==== INFORMATION ====

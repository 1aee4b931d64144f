//! # Canonical Serialization: JCS-Compatible Byte Production
//!
//! This module defines `CanonicalBytes`, the sole construction path for bytes
//! that are hashed anywhere in the evidence chain.
//!
//! ## Security Invariant
//!
//! The `CanonicalBytes` newtype has a private inner field. The only way to
//! construct it is through `CanonicalBytes::new()`, which runs the full
//! pipeline (bounded serialization, key ordering, RFC 8785 output). Any
//! function that needs hash input must accept `&CanonicalBytes`, so a stage
//! cannot accidentally hash a non-canonical rendering of its record.
//!
//! ## Rules
//!
//! 1. **Sequences** keep element order; every element is canonicalized.
//! 2. **Mappings** drop absent entries (fields skipped at serialization time,
//!    e.g. `Option::None` with `skip_serializing_if`), sort keys, and
//!    canonicalize every value. `null` is a value, not an absence.
//! 3. **Scalars** use the JSON literal form. Numbers use RFC 8785 (ECMAScript)
//!    formatting, so output never depends on locale or float printing quirks.
//! 4. **Depth** is bounded by [`MAX_NESTING_DEPTH`] while the value is being
//!    serialized. A cyclic `Serialize` impl fails fast with
//!    [`StructuralError::DepthExceeded`] instead of recursing forever.
//!
//! Key order is the RFC 8785 order (UTF-16 code units). It coincides with
//! code-point order for every key without supplementary-plane characters.
//!
//! ## Idempotence
//!
//! `canonicalize(&canonicalize(x)?)` always serializes to the same bytes as
//! `canonicalize(x)`. The verifier re-checks this on every evidence body.

use std::io;

use serde::Serialize;
use serde_json::{Map, Value};

use crate::error::StructuralError;

/// Maximum container nesting accepted by the canonicalizer.
///
/// This is a payload limit as well as the cycle guard: acyclic values nested
/// deeper than this are rejected with `DepthExceeded`. It sits below
/// `serde_json`'s parse recursion limit (128) so the bounded re-parse step
/// can never be the one that fails. A `canonical_input` payload gets this
/// budget minus its envelope ([`PAYLOAD_ENVELOPE_DEPTH`]).
pub const MAX_NESTING_DEPTH: usize = 120;

/// Containers wrapped around a payload by the time it is hashed inside an
/// evidence unit: the unit itself and the input record in `canonical_json`.
pub const PAYLOAD_ENVELOPE_DEPTH: usize = 2;

/// Bytes produced exclusively by canonical serialization.
///
/// # Invariants
///
/// - The only constructor is `CanonicalBytes::new()`.
/// - Object keys are sorted, separators are compact (RFC 8785).
/// - The bytes are valid UTF-8 JSON.
///
/// These invariants are enforced by the constructor and cannot be violated
/// by downstream code because the inner `Vec<u8>` is private.
#[derive(Debug, Clone, PartialEq, Eq, Hash)]
pub struct CanonicalBytes(Vec<u8>);

impl CanonicalBytes {
    /// Construct canonical bytes from any serializable value.
    ///
    /// # Errors
    ///
    /// Returns `StructuralError::DepthExceeded` for cyclic or overly deep
    /// values and `StructuralError::NotSerializable` for values without a
    /// JSON representation.
    pub fn new(obj: &impl Serialize) -> Result<Self, StructuralError> {
        let value = canonicalize(obj)?;
        let s = serde_jcs::to_string(&value)?;
        Ok(Self(s.into_bytes()))
    }

    /// Access the canonical bytes for digest computation.
    pub fn as_bytes(&self) -> &[u8] {
        &self.0
    }

    /// The canonical serialization as text.
    pub fn as_str(&self) -> &str {
        // The bytes come from a `String`; the fallback is unreachable.
        std::str::from_utf8(&self.0).unwrap_or_default()
    }

    /// Returns the length of the canonical byte sequence.
    pub fn len(&self) -> usize {
        self.0.len()
    }

    /// Returns true if the canonical byte sequence is empty.
    pub fn is_empty(&self) -> bool {
        self.0.is_empty()
    }
}

impl AsRef<[u8]> for CanonicalBytes {
    fn as_ref(&self) -> &[u8] {
        &self.0
    }
}

/// Produce the canonical value tree of `obj`.
///
/// The result has every mapping rebuilt in sorted key order. Serializing it
/// (or passing it back through `canonicalize`) yields identical bytes.
///
/// # Errors
///
/// See [`CanonicalBytes::new`].
pub fn canonicalize(obj: &impl Serialize) -> Result<Value, StructuralError> {
    let value = to_bounded_value(obj)?;
    Ok(sort_value(value))
}

/// Serialize `obj` under the nesting guard, then re-read it as a `Value`.
fn to_bounded_value(obj: &impl Serialize) -> Result<Value, StructuralError> {
    let mut guard = DepthGuard::new(MAX_NESTING_DEPTH);
    if let Err(e) = serde_json::to_writer(&mut guard, obj) {
        if e.is_io() && guard.tripped {
            return Err(StructuralError::DepthExceeded {
                limit: MAX_NESTING_DEPTH,
            });
        }
        return Err(StructuralError::NotSerializable(e));
    }
    Ok(serde_json::from_slice(&guard.buf)?)
}

fn sort_value(value: Value) -> Value {
    match value {
        Value::Array(items) => Value::Array(items.into_iter().map(sort_value).collect()),
        Value::Object(map) => {
            let mut entries: Vec<(String, Value)> = map.into_iter().collect();
            entries.sort_by(|a, b| a.0.cmp(&b.0));
            let mut sorted = Map::new();
            for (k, v) in entries {
                sorted.insert(k, sort_value(v));
            }
            Value::Object(sorted)
        }
        scalar => scalar,
    }
}

/// Writer that tracks JSON container depth in the compact byte stream
/// `serde_json` produces, and aborts the serialization once the limit is
/// crossed.
struct DepthGuard {
    buf: Vec<u8>,
    depth: usize,
    limit: usize,
    in_string: bool,
    escaped: bool,
    tripped: bool,
}

impl DepthGuard {
    fn new(limit: usize) -> Self {
        Self {
            buf: Vec::new(),
            depth: 0,
            limit,
            in_string: false,
            escaped: false,
            tripped: false,
        }
    }
}

impl io::Write for DepthGuard {
    fn write(&mut self, bytes: &[u8]) -> io::Result<usize> {
        for &b in bytes {
            if self.in_string {
                if self.escaped {
                    self.escaped = false;
                } else if b == b'\\' {
                    self.escaped = true;
                } else if b == b'"' {
                    self.in_string = false;
                }
                continue;
            }
            match b {
                b'"' => self.in_string = true,
                b'[' | b'{' => {
                    self.depth += 1;
                    if self.depth > self.limit {
                        self.tripped = true;
                        return Err(io::Error::other("nesting limit exceeded"));
                    }
                }
                b']' | b'}' => self.depth = self.depth.saturating_sub(1),
                _ => {}
            }
        }
        self.buf.extend_from_slice(bytes);
        Ok(bytes.len())
    }

    fn flush(&mut self) -> io::Result<()> {
        Ok(())
    }
}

====

◆ **PROMPT**: In the data above, find the line that contains "pub fn as_bytes(&self)" and the line that contains "pub fn len(&self)". Repeat exactly those lines and every line between them, and only those.

◆ **TASK RESPONSE**:
    pub fn as_bytes(&self) -> &[u8] {
        &self.0
    }

    /// The canonical serialization as text.
    pub fn as_str(&self) -> &str {
        // The bytes come from a `String`; the fallback is unreachable.
        std::str::from_utf8(&self.0).unwrap_or_default()
    }

    /// Returns the length of the canonical byte sequence.
    pub fn len(&self) -> usize {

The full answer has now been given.